Well, it's been re-boarded. (Roads are re-paved; I figure that boardwalks and anything else with planks on it is re-boarded. ) Thankfully, actual boards, and not concrete substitutes, were used.
So far, so good. But I got about fifteen meters onto the pier (It's about 150 or so meters long.) when an earnest young woman in a green Parks Department polo shirt blew a whistle. "Miss! Miss!" I turned. "You have to walk the bike!"
Well, that was a first. And how did she know I'm not married, anyway?
Given that it was so hot (The temperature was close to 90F, or 32C, when I left my apartment at 9:30 this morning), I expected to see more people on the pier. If nothing else, it offers, in addition to views (and good fishing, if you're into that sort of thing), nature's first air conditioning: sea-breezes. It was--or felt, anyway--about ten or fifteen degrees (F) cooler than it did when I left my apartment.

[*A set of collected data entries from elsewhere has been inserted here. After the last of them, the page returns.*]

//! Component registration manifest.
//!
//! `generated.components.ts` maps every block type name to its wrapper. The
//! file is rendered from scratch out of the schema store each time, never
//! patched in place.

use std::{fs, path::Path, sync::LazyLock};

use anyhow::Context;
use regex::Regex;

use crate::{schema::store::SchemaStore, utils::to_pascal_case};

const HEADER: &str = "\
// AUTO-GENERATED by blokgen: do not edit manually
// Regenerated from the schema store whenever components are scaffolded

import React from 'react'
";

static ENTRY: LazyLock<Regex> = LazyLock::new(|| {
    Regex::new(r"(?m)'([^'\n]+)'\s*:\s*[A-Za-z_][A-Za-z0-9_]*\s*(?:,|\}|$)")
        .expect("valid manifest entry regex")
});

/// Renders the manifest for `names`, in the given order.
pub fn render_manifest(names: &[String]) -> String {
    let mut out = String::from(HEADER);
    if !names.is_empty() {
        out.push_str("\n// Import Storyblok wrapper components\n");
        for name in names {
            out.push_str(&format!(
                "import {} from './components/{name}'\n",
                to_pascal_case(name)
            ));
        }
    }
    out.push_str("\n// Component resolver map for @storyblok/react\n");
    out.push_str(
        "export const storyblokComponents: Record<string, React.ComponentType<{ blok: any }>> = {\n",
    );
    for name in names {
        out.push_str(&format!("  '{name}': {},\n", to_pascal_case(name)));
    }
    out.push_str("}\n");
    out
}

/// Names that belong in the manifest: every stored schema followed by
/// `extra` names, restricted to those whose wrapper exists in `wrapper_dir`.
pub fn manifest_entries(
    store: &SchemaStore,
    wrapper_dir: &Path,
    extra: &[String],
) -> anyhow::Result<Vec<String>> {
    let mut names: Vec<String> = Vec::new();
    let stored = store.list()?.into_iter().map(|(_, name)| name);
    for name in stored.chain(extra.iter().cloned()) {
        if names.contains(&name) {
            continue;
        }
        if wrapper_dir.join(format!("{name}.tsx")).is_file() {
            names.push(name);
        } else {
            debug!("No wrapper for '{name}', leaving it out of the manifest");
        }
    }
    Ok(names)
}

/// Writes `content` to `path` unless it already holds exactly that.
///
/// Returns whether the file changed.
pub fn write_if_changed(path: &Path, content: &str) -> anyhow::Result<bool> {
    if fs::read_to_string(path).is_ok_and(|current| current == content) {
        return Ok(false);
    }
    if let Some(parent) = path.parent() {
        fs::create_dir_all(parent)
            .with_context(|| format!("failed to create {}", parent.display()))?;
    }
    fs::write(path, content).with_context(|| format!("failed to write {}", path.display()))?;
    Ok(true)
}

/// Block type names registered in manifest text.
pub fn registered_names(manifest: &str) -> Vec<String> {
    ENTRY
        .captures_iter(manifest)
        .map(|c| c[1].to_string())
        .collect()
}

/// Whether manifest text carries an entry for `name`.
pub fn is_registered(manifest: &str, name: &str) -> bool {
    registered_names(manifest).iter().any(|n| n == name)
}
//! Browser host: canvas surface, keyboard wiring and the animation-frame loop.
//!
//! The running session lives in a thread-local slot. `start_game()` fills it
//! and schedules frames; `stop_game()` cancels the pending frame, removes the
//! key listener and empties the slot so nothing touches a detached canvas.

use std::cell::{Cell, RefCell};
use std::rc::Rc;

use log::{info, warn};
use wasm_bindgen::JsCast;
use wasm_bindgen::prelude::*;
use web_sys::{
    CanvasRenderingContext2d, Document, Element, HtmlCanvasElement, KeyboardEvent, window,
};

use crate::error::SetupError;
use crate::game::{Action, Game, GameConfig, Surface, draw_frame};

const CANVAS_ID: &str = "dino-canvas";
const SCORE_ID: &str = "dino-score";
const CANVAS_STYLE: &str = "border:3px solid #444; border-radius:10px; \
    background-color:#f7f7f7; display:block; margin:0 auto;";
const SCORE_STYLE: &str = "text-align:center; margin-top:15px; \
    font-family:'Press Start 2P', cursive; font-size:20px;";

/// [`Surface`] backed by a 2D canvas context.
pub struct CanvasSurface {
    canvas: HtmlCanvasElement,
    ctx: CanvasRenderingContext2d,
}

impl CanvasSurface {
    pub fn new(canvas: HtmlCanvasElement) -> Result<Self, JsValue> {
        let ctx: CanvasRenderingContext2d =
            canvas.get_context("2d")?.ok_or(SetupError::NoContext)?.dyn_into()?;
        Ok(Self { canvas, ctx })
    }
}

impl Surface for CanvasSurface {
    fn width(&self) -> f64 {
        self.canvas.width() as f64
    }

    fn height(&self) -> f64 {
        self.canvas.height() as f64
    }

    fn clear(&mut self) {
        self.ctx.clear_rect(0.0, 0.0, self.width(), self.height());
    }

    fn fill_rect(&mut self, x: f64, y: f64, w: f64, h: f64, color: &str) {
        self.ctx.set_fill_style_str(color);
        self.ctx.fill_rect(x, y, w, h);
    }

    fn stroke_line(&mut self, x1: f64, y1: f64, x2: f64, y2: f64, color: &str, width: f64) {
        self.ctx.set_stroke_style_str(color);
        self.ctx.set_line_width(width);
        self.ctx.begin_path();
        self.ctx.move_to(x1, y1);
        self.ctx.line_to(x2, y2);
        self.ctx.stroke();
    }

    fn draw_text(&mut self, text: &str, x: f64, y: f64, font: &str, color: &str) {
        self.ctx.set_font(font);
        self.ctx.set_fill_style_str(color);
        self.ctx.fill_text(text, x, y).ok();
    }
}

struct Host {
    game: Game,
    surface: CanvasSurface,
    score_el: Element,
    shown_score: Option<u64>,
}

impl Host {
    fn frame(&mut self) {
        self.game.tick();
        draw_frame(&mut self.surface, self.game.config(), self.game.runner(), self.game.session());
        let score = self.game.score();
        if self.shown_score != Some(score) {
            self.score_el.set_text_content(Some(&format!("Score: {score}")));
            self.shown_score = Some(score);
        }
    }
}

type FrameCallback = Rc<RefCell<Option<Closure<dyn FnMut(f64)>>>>;

/// Everything needed to tear the loop down again.
struct LoopHandle {
    document: Document,
    frame: FrameCallback,
    frame_id: Rc<Cell<Option<i32>>>,
    keydown: Closure<dyn FnMut(KeyboardEvent)>,
}

thread_local! {
    static HOST: RefCell<Option<Host>> = RefCell::new(None);
    static LOOP: RefCell<Option<LoopHandle>> = RefCell::new(None);
}

/// Start (or restart from scratch) with the default tuning.
#[wasm_bindgen]
pub fn start_game() -> Result<(), JsValue> {
    start_with(GameConfig::default())
}

/// Start with a JSON tuning object; omitted fields keep their defaults.
#[cfg(feature = "serde_json")]
#[wasm_bindgen]
pub fn start_game_with_config(config_json: &str) -> Result<(), JsValue> {
    let cfg = GameConfig::from_json(config_json).inspect_err(|e| warn!("rejected config: {e}"))?;
    start_with(cfg)
}

/// Stop the loop and detach from the page. Safe to call when not running.
#[wasm_bindgen]
pub fn stop_game() {
    let handle = LOOP.with(|cell| cell.borrow_mut().take());
    if let Some(handle) = handle {
        if let (Some(id), Some(win)) = (handle.frame_id.take(), window()) {
            win.cancel_animation_frame(id).ok();
        }
        let listener = handle.keydown.as_ref().unchecked_ref();
        handle.document.remove_event_listener_with_callback("keydown", listener).ok();
        // Dropping the closure breaks the self-referencing frame cycle.
        handle.frame.borrow_mut().take();
        info!("game stopped");
    }
    HOST.with(|cell| cell.borrow_mut().take());
}

/// True while a frame loop is scheduled (between start and stop).
#[wasm_bindgen]
pub fn is_running() -> bool {
    LOOP.with(|cell| cell.borrow().is_some())
}

#[wasm_bindgen]
pub fn current_score() -> u32 {
    HOST.with(|cell| {
        cell.borrow()
            .as_ref()
            .map_or(0, |h| u32::try_from(h.game.score()).unwrap_or(u32::MAX))
    })
}

#[wasm_bindgen]
pub fn is_game_over() -> bool {
    HOST.with(|cell| cell.borrow().as_ref().is_some_and(|h| h.game.is_over()))
}

/// Queue a jump from a non-keyboard control (e.g. a touch button).
#[wasm_bindgen]
pub fn queue_jump() {
    push_action(Action::Jump);
}

#[wasm_bindgen]
pub fn queue_restart() {
    push_action(Action::Restart);
}

fn push_action(action: Action) {
    HOST.with(|cell| {
        if let Some(host) = cell.borrow_mut().as_mut() {
            host.game.push_action(action);
        }
    });
}

fn start_with(cfg: GameConfig) -> Result<(), JsValue> {
    crate::logging::init(false);
    // A rejected config leaves any running session alone.
    let game = Game::new(cfg).inspect_err(|e| warn!("rejected config: {e}"))?;
    stop_game();

    let win = window().ok_or(SetupError::NoWindow)?;
    let doc = win.document().ok_or(SetupError::NoDocument)?;

    let canvas = ensure_canvas(&doc, game.config())?;
    let surface = CanvasSurface::new(canvas)?;
    let score_el = ensure_score_overlay(&doc)?;

    HOST.with(|cell| {
        cell.borrow_mut().replace(Host { game, surface, score_el, shown_score: None });
    });

    let keydown = Closure::wrap(Box::new(move |evt: KeyboardEvent| {
        if let Some(action) = Action::from_key(&evt.key()) {
            // keep Space / ArrowUp from scrolling the page
            evt.prevent_default();
            push_action(action);
        }
    }) as Box<dyn FnMut(_)>);
    doc.add_event_listener_with_callback("keydown", keydown.as_ref().unchecked_ref())?;

    let frame: FrameCallback = Rc::new(RefCell::new(None));
    let frame_id = Rc::new(Cell::new(None));
    {
        let f = frame.clone();
        let id = frame_id.clone();
        *frame.borrow_mut() = Some(Closure::wrap(Box::new(move |_ts: f64| {
            let alive = HOST.with(|cell| match cell.borrow_mut().as_mut() {
                Some(host) => {
                    host.frame();
                    true
                }
                None => false,
            });
            id.set(None);
            if alive {
                if let Some(cb) = f.borrow().as_ref() {
                    id.set(request_frame(cb).ok());
                }
            }
        }) as Box<dyn FnMut(f64)>));
    }
    if let Some(cb) = frame.borrow().as_ref() {
        frame_id.set(Some(request_frame(cb)?));
    }

    LOOP.with(|cell| {
        cell.borrow_mut().replace(LoopHandle { document: doc, frame, frame_id, keydown });
    });
    info!("game started");
    Ok(())
}

fn request_frame(cb: &Closure<dyn FnMut(f64)>) -> Result<i32, JsValue> {
    window().ok_or(SetupError::NoWindow)?.request_animation_frame(cb.as_ref().unchecked_ref())
}

fn ensure_canvas(doc: &Document, cfg: &GameConfig) -> Result<HtmlCanvasElement, JsValue> {
    let canvas: HtmlCanvasElement = match doc.get_element_by_id(CANVAS_ID) {
        Some(el) => el.dyn_into().map_err(|_| SetupError::NotACanvas(CANVAS_ID))?,
        None => {
            let c: HtmlCanvasElement = doc.create_element("canvas")?.dyn_into()?;
            c.set_id(CANVAS_ID);
            c.set_attribute("style", CANVAS_STYLE).ok();
            doc.body().ok_or(SetupError::NoBody)?.append_child(&c)?;
            c
        }
    };
    canvas.set_width(cfg.surface_width as u32);
    canvas.set_height(cfg.surface_height as u32);
    Ok(canvas)
}

fn ensure_score_overlay(doc: &Document) -> Result<Element, JsValue> {
    if let Some(el) = doc.get_element_by_id(SCORE_ID) {
        return Ok(el);
    }
    let div = doc.create_element("p")?;
    div.set_id(SCORE_ID);
    div.set_text_content(Some("Score: 0"));
    div.set_attribute("style", SCORE_STYLE).ok();
    doc.body().ok_or(SetupError::NoBody)?.append_child(&div)?;
    Ok(div)
}
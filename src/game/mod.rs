//! Endless-runner simulation.
//!
//! `Game` owns the runner, the session state and the spawn RNG and advances
//! them once per `tick()`. Nothing in here knows about the browser: the host
//! (see `crate::web`) calls `tick()` from its frame callback and hands the
//! result to a [`Surface`] for drawing, while tests call `tick()` directly.
//!
//! Tick order while running: physics, spawn, scroll/removal, collision,
//! speed ramp. Once the runner hits something the session is over and only
//! a restart changes state again.

use log::{debug, info};
use rand::rngs::SmallRng;
use rand::{Rng, SeedableRng};

mod collision;
mod config;
mod input;
mod obstacle;
mod physics;
mod render;
mod spawn;

pub use collision::{Rect, first_hit, runner_bounds};
pub use config::{GameConfig, ObstacleSpec, Span};
pub use input::{Action, PendingInput};
pub use obstacle::{Obstacle, ObstacleKind, advance_obstacles};
pub use physics::{Runner, step};
pub use render::{Surface, draw_frame};
pub use spawn::SpawnScheduler;

use crate::error::ConfigError;

/// Full wing flap cycle in ticks; wings are raised for the first half.
pub const WING_CYCLE: u32 = 30;

#[derive(Clone, Copy, Debug, PartialEq, Eq, Default)]
pub enum Phase {
    #[default]
    Running,
    GameOver,
}

/// Mutable per-session counters. Rebuilt from scratch on restart.
#[derive(Clone, Debug, PartialEq)]
pub struct SessionState {
    /// Spawn order is also draw and update order.
    pub obstacles: Vec<Obstacle>,
    pub elapsed_ticks: u64,
    pub scroll_speed: f64,
    pub score: u64,
    pub phase: Phase,
    pub last_spawn_tick: u64,
    pub wing_phase: u32,
}

impl SessionState {
    pub fn new(cfg: &GameConfig) -> Self {
        Self {
            obstacles: Vec::new(),
            elapsed_ticks: 0,
            scroll_speed: cfg.initial_speed,
            score: 0,
            phase: Phase::Running,
            last_spawn_tick: 0,
            wing_phase: 0,
        }
    }

    pub fn is_over(&self) -> bool {
        self.phase == Phase::GameOver
    }

    /// Wings are drawn raised during the first half of the flap cycle.
    pub fn wings_up(&self) -> bool {
        self.wing_phase < WING_CYCLE / 2
    }
}

pub struct Game<R = SmallRng> {
    cfg: GameConfig,
    scheduler: SpawnScheduler,
    rng: R,
    runner: Runner,
    session: SessionState,
    input: PendingInput,
}

impl Game<SmallRng> {
    /// New game seeded from the platform entropy source.
    pub fn new(cfg: GameConfig) -> Result<Self, ConfigError> {
        Self::with_rng(cfg, SmallRng::from_entropy())
    }

    /// Deterministic game for replays in tests.
    pub fn seeded(cfg: GameConfig, seed: u64) -> Result<Self, ConfigError> {
        Self::with_rng(cfg, SmallRng::seed_from_u64(seed))
    }
}

impl<R: Rng> Game<R> {
    pub fn with_rng(cfg: GameConfig, rng: R) -> Result<Self, ConfigError> {
        cfg.validate()?;
        let scheduler = SpawnScheduler::new(&cfg)?;
        Ok(Self {
            runner: Runner::new(&cfg),
            session: SessionState::new(&cfg),
            scheduler,
            rng,
            cfg,
            input: PendingInput::default(),
        })
    }

    /// Latch an action for the next tick.
    pub fn push_action(&mut self, action: Action) {
        self.input.push(action);
    }

    /// Advance the simulation by one tick and report the resulting phase.
    pub fn tick(&mut self) -> Phase {
        let (jump, restart) = self.input.take();
        if self.session.is_over() {
            if restart {
                self.restart();
            }
            return self.session.phase;
        }

        let session = &mut self.session;
        session.elapsed_ticks += 1;

        self.runner = physics::step(self.runner, jump, &self.cfg);

        let since_last = session.elapsed_ticks - session.last_spawn_tick;
        if let Some(obs) = self.scheduler.poll(since_last, &self.cfg, &mut self.rng) {
            debug!(
                "tick {}: spawned {:?} w={:.1} h={:.1} alt={:.1}",
                session.elapsed_ticks, obs.kind, obs.width, obs.height, obs.altitude
            );
            session.obstacles.push(obs);
            session.last_spawn_tick = session.elapsed_ticks;
        }

        let passed = advance_obstacles(&mut session.obstacles, session.scroll_speed, &self.cfg);
        session.score += passed;

        if let Some(idx) = first_hit(&self.runner, &session.obstacles, self.cfg.baseline_y) {
            session.phase = Phase::GameOver;
            info!(
                "game over after {} ticks: hit {:?} obstacle #{}, score {}",
                session.elapsed_ticks, session.obstacles[idx].kind, idx, session.score
            );
            return session.phase;
        }

        let ramped = session.scroll_speed + self.cfg.speed_increment;
        session.scroll_speed = ramped.min(self.cfg.max_speed);
        session.wing_phase = (session.wing_phase + 1) % WING_CYCLE;
        session.phase
    }

    /// Start over. Only meaningful once the session is over; returns false
    /// and leaves everything untouched while running.
    pub fn restart(&mut self) -> bool {
        if !self.session.is_over() {
            return false;
        }
        info!("restart (previous score {})", self.session.score);
        self.session = SessionState::new(&self.cfg);
        self.runner = Runner::new(&self.cfg);
        self.input = PendingInput::default();
        true
    }

    pub fn score(&self) -> u64 {
        self.session.score
    }

    pub fn is_over(&self) -> bool {
        self.session.is_over()
    }

    pub fn runner(&self) -> &Runner {
        &self.runner
    }

    pub fn session(&self) -> &SessionState {
        &self.session
    }

    /// Put an obstacle on the track behind the ones already there, as if it
    /// had just spawned. Spawn bookkeeping is left alone.
    pub fn place_obstacle(&mut self, obstacle: Obstacle) {
        self.session.obstacles.push(obstacle);
    }

    /// Hold the runner at `offset` above the baseline with no vertical
    /// velocity; it falls from there on the next tick. Negative offsets clamp
    /// to the ground.
    pub fn lift_runner(&mut self, offset: f64) {
        self.runner.offset = offset.max(0.0);
        self.runner.velocity = 0.0;
        self.runner.airborne = self.runner.offset > 0.0;
    }

    pub fn config(&self) -> &GameConfig {
        &self.cfg
    }
}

But, in addition to the fisherpersons (Yes, I've seen women casting lines into the surf!), you see some interesting, if solitary characters:
Nothing like having the whole city--let alone the whole world--to yourself, eh?
Note: I apologize for the lack of detail in these photos. I took them with my cell phone.
Today I did something I haven't done in too long: I took an early-morning bike ride, and I wasn't going to work.
There was a time in my life when, if such rides didn't constitute the majority of my cycling, they were at least routine. On days when I worked in the afternoon or evening, I took such rides, and on weekends I got up early to take my long rides.
But I can't recall the last time I did such a ride. Part of the reason is the work schedules I've had. I also can't help but to wonder whether the hormones and other changes have made me into more of a night person: I stay and get up later than I used to. At least I can say that, as often as not, I'm writing or doing some other necessary work when I'm "burning the midnight oil."
Today I made a point of getting out early. For one thing, I wanted to avoid the heat this part of the world would experience later in the morning and afternoon. But I also wanted to remember what it was like to take such a ride.
Back in the day, my early-morning rides were solitary or in the company of other hard-core cyclists, all of them male. The latter kind left me pumped with adrenaline and testosterone: If I went through a day cocky, it was a result of such a ride. On the other hand, the early-morning rides I did alone left me feeling a peace with--if not within--myself and the world around me that I rarely, if ever, attained in any other way.
Today's ride--a little more than an hour and a half on Tosca, my "fixie," left me feeling contented and ready for the rest of the day. That was definitely a good thing on a day which is not structured by outside forces. I needed to do laundry (which I did), but there was nothing I absolutely had to get done today. But I managed to accomplish a couple of other things I could just as easily have put off.
I say this, not to congratulate myself, but to show what a wonderful thing it is to be able to ride early in the morning without going to work.